Révolution attendue dans le traitement des fractures avec une "substance gélatineuse"
SadaNews - Lorsque la fracture osseuse est sévère ou après l'ablation d'une tumeur osseuse, les médecins ont généralement recours à une greffe osseuse prélevée sur le corps du patient ou à des implants métalliques solides. Cependant, ces solutions ne sont pas idéales ; la greffe nécessite une chirurgie supplémentaire, tandis que les métaux sont plus rigides que l'os naturel, ce qui peut entraîner une faiblesse de la fixation avec le temps.
Aujourd'hui, des chercheurs de l'École polytechnique fédérale de Zurich (ETH Zurich) ont développé une substance gélatineuse innovante qui pourrait changer cette réalité, selon un rapport du site scientifique "ScienceDaily".
La nouvelle substance est un "hydrogel" composé de 97 % d'eau et de 3 % de polymère biomatériau compatible avec le corps.

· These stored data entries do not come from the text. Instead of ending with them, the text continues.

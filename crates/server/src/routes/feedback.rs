use axum::{extract::State, Json};

use common::types::Message;
use service::{domain::NewFeedback, feedback_service};

use crate::errors::JsonApiError;
use crate::state::AppState;

#[utoipa::path(post, path = "/feedback", tag = "feedback", request_body = crate::openapi::FeedbackCreateDoc, responses((status = 200, description = "Submitted", body = crate::openapi::MessageDoc), (status = 400, description = "Rating out of range"), (status = 404, description = "Registration not found"), (status = 409, description = "Feedback already submitted")))]
pub async fn submit(State(state): State<AppState>, Json(input): Json<NewFeedback>) -> Result<Json<Message>, JsonApiError> {
    feedback_service::submit_feedback(&state.db, &input).await?;
    Ok(Json(Message::new("Feedback submitted")))
}
//! Migrator registering entity-specific migrations in dependency order.
//! Indexes are applied last.
pub use sea_orm_migration::prelude::*;

mod m20250101_000001_create_college;
mod m20250101_000002_create_student;
mod m20250101_000003_create_event;
mod m20250101_000004_create_registration;
mod m20250101_000005_create_attendance;
mod m20250101_000006_create_feedback;
mod m20250101_000007_add_indexes;

pub struct Migrator;

#[async_trait::async_trait]
impl MigratorTrait for Migrator {
    fn migrations() -> Vec<Box<dyn MigrationTrait>> {
        vec![
            Box::new(m20250101_000001_create_college::Migration),
            Box::new(m20250101_000002_create_student::Migration),
            Box::new(m20250101_000003_create_event::Migration),
            Box::new(m20250101_000004_create_registration::Migration),
            Box::new(m20250101_000005_create_attendance::Migration),
            Box::new(m20250101_000006_create_feedback::Migration),
            // Indexes should always be applied last
            Box::new(m20250101_000007_add_indexes::Migration),
        ]
    }
}
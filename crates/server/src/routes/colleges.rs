use axum::{extract::State, Json};
use tracing::info;

use models::college;
use service::{college_service, domain::NewCollege};

use crate::errors::JsonApiError;
use crate::state::AppState;

#[utoipa::path(post, path = "/colleges", tag = "colleges", request_body = crate::openapi::CollegeCreateDoc, responses((status = 200, description = "Created"), (status = 400, description = "Bad Request"), (status = 409, description = "Name already taken")))]
pub async fn create(State(state): State<AppState>, Json(input): Json<NewCollege>) -> Result<Json<college::Model>, JsonApiError> {
    let created = college_service::create_college(&state.db, &input).await?;
    info!(college_id = created.id, "created college");
    Ok(Json(created))
}
use sea_orm::DatabaseConnection;

/// Shared handler state; the connection is a pool and cheap to clone.
#[derive(Clone)]
pub struct AppState {
    pub db: DatabaseConnection,
}

impl AppState {
    pub fn new(db: DatabaseConnection) -> Self {
        Self { db }
    }
}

Bien qu'il ait une consistance semblable à celle de la gélatine, il peut être imprimé au laser avec une précision extrême pour former des structures complexes imitant la structure interne de l'os.
L'avantage principal est que cet hydrogel ne fonctionne pas comme un corps solide étranger, mais imite la première phase naturelle de la guérison osseuse.
Lorsqu'une fracture se produit, l'os ne se transforme pas immédiatement en tissu solide... Au contraire, une structure molle riche en cellules et en fluides se forme d'abord, permettant le passage des cellules immunitaires et réparatrices, avant de se transformer progressivement en os solide.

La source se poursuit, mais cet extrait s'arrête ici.